Menzies was born in Hammersmith, London, England, the son of Peter Menzies and Gillian (née Simpson). His mother was a teacher and his father a BBC radio producer. He has one younger brother, Luke, who is a banker (previously solicitor). Menzies attended the Perry Court Rudolf Steiner School in Canterbury, Kent, where he was trained in the Steiner System, which includes movement, singing and instrumental music. Then, he attended the Frensham Heights School, near Farnham in Surrey, at the same time as Hattie Morahan and Jim Sturgess.

Menzies attended Deborah Moody's Year Out Drama Company in Stratford-upon-Avon from 1993 to 1994 before enrolling in the Royal Academy of Dramatic Art, eventually graduating with a BA Degree in Acting (1998). Upon completion of his BA, Menzies participated in improvisation workshops through The Spontaneity Shop, a British improvisation comedy company, as part of a graduate scheme through RADA.

==Career==
===Television===
Menzies' first professional television role, beginning in 1998, was an eleven-episode stint on BBC's long-running medical drama Casualty. Then he featured in director David Attwood's made-for-TV film Summer in the Suburbs and a series-three episode of ITV's crime drama Midsomer Murders.
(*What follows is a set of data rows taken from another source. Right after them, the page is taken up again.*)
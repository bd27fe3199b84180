//! Length-prefixed message framing
//!
//! Format: [4 bytes little-endian length][payload]

use std::io;

use tokio::io::{AsyncRead, AsyncReadExt, AsyncWrite, AsyncWriteExt};

use crate::game::constants::net::MAX_MESSAGE_SIZE;

/// Errors that can occur during message framing
#[derive(Debug, thiserror::Error)]
pub enum FramingError {
    #[error("Connection closed")]
    ConnectionClosed,
    #[error("Message too large: {0} bytes (max {1})")]
    MessageTooLarge(usize, usize),
    #[error("IO error: {0}")]
    Io(#[from] io::Error),
}

fn map_eof(e: io::Error) -> FramingError {
    if e.kind() == io::ErrorKind::UnexpectedEof {
        FramingError::ConnectionClosed
    } else {
        FramingError::Io(e)
    }
}

/// Read one framed message
pub async fn read_message<R: AsyncRead + Unpin>(stream: &mut R) -> Result<Vec<u8>, FramingError> {
    let mut len_buf = [0u8; 4];
    stream.read_exact(&mut len_buf).await.map_err(map_eof)?;

    let len = u32::from_le_bytes(len_buf) as usize;
    if len > MAX_MESSAGE_SIZE {
        return Err(FramingError::MessageTooLarge(len, MAX_MESSAGE_SIZE));
    }
    if len == 0 {
        return Ok(Vec::new());
    }

    let mut buf = vec![0u8; len];
    stream.read_exact(&mut buf).await.map_err(map_eof)?;
    Ok(buf)
}

/// Write one framed message and flush
pub async fn write_message<W: AsyncWrite + Unpin>(
    stream: &mut W,
    data: &[u8],
) -> Result<(), FramingError> {
    if data.len() > MAX_MESSAGE_SIZE {
        return Err(FramingError::MessageTooLarge(data.len(), MAX_MESSAGE_SIZE));
    }

    stream.write_all(&(data.len() as u32).to_le_bytes()).await?;
    stream.write_all(data).await?;
    stream.flush().await?;
    Ok(())
}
In 2002, Menzies portrayed Vince in ITV's romantic comedy series I Saw You, appeared in three episodes of SAS drama Ultimate Force and featured in a series-one episode of WWII drama Foyle's War. He also appeared in made-for-television film A Very Social Secretary, directed by Jon Jones, which launched UK Channel 4's spin-off station, More4.

From 2005 to 2007, Menzies portrayed Marcus Junius Brutus, Julius Caesar's friend and later co-assassin, in the HBO/BBC historical drama series Rome (2005–07). He next appeared as William Elliot in ITV's production of Jane Austen's classic Persuasion, and Derrick Sington in Channel 4's feature-length drama The Relief of Belsen, which chronicled the British liberation of Bergen-Belsen Concentration Camp at the end of WWII. In 2008, Menzies starred in two stylistically different miniseries; the first was BBC's anthology mini-series Fairy Tales, in an episode entitled The Empress's New Clothes, where he portrayed Aidee. The second was the series finale of BBC's Bonekickers, which followed a team of British archaeologists as they investigated mysteries and conspiracy theories surrounding historical artifacts. The next year saw Menzies return to episodic television, with roles in ITV's legal drama Kingdom, alongside Stephen Fry, a special episode of BBC's comedy Pulling and several episodes of BBC One's spy drama Spooks.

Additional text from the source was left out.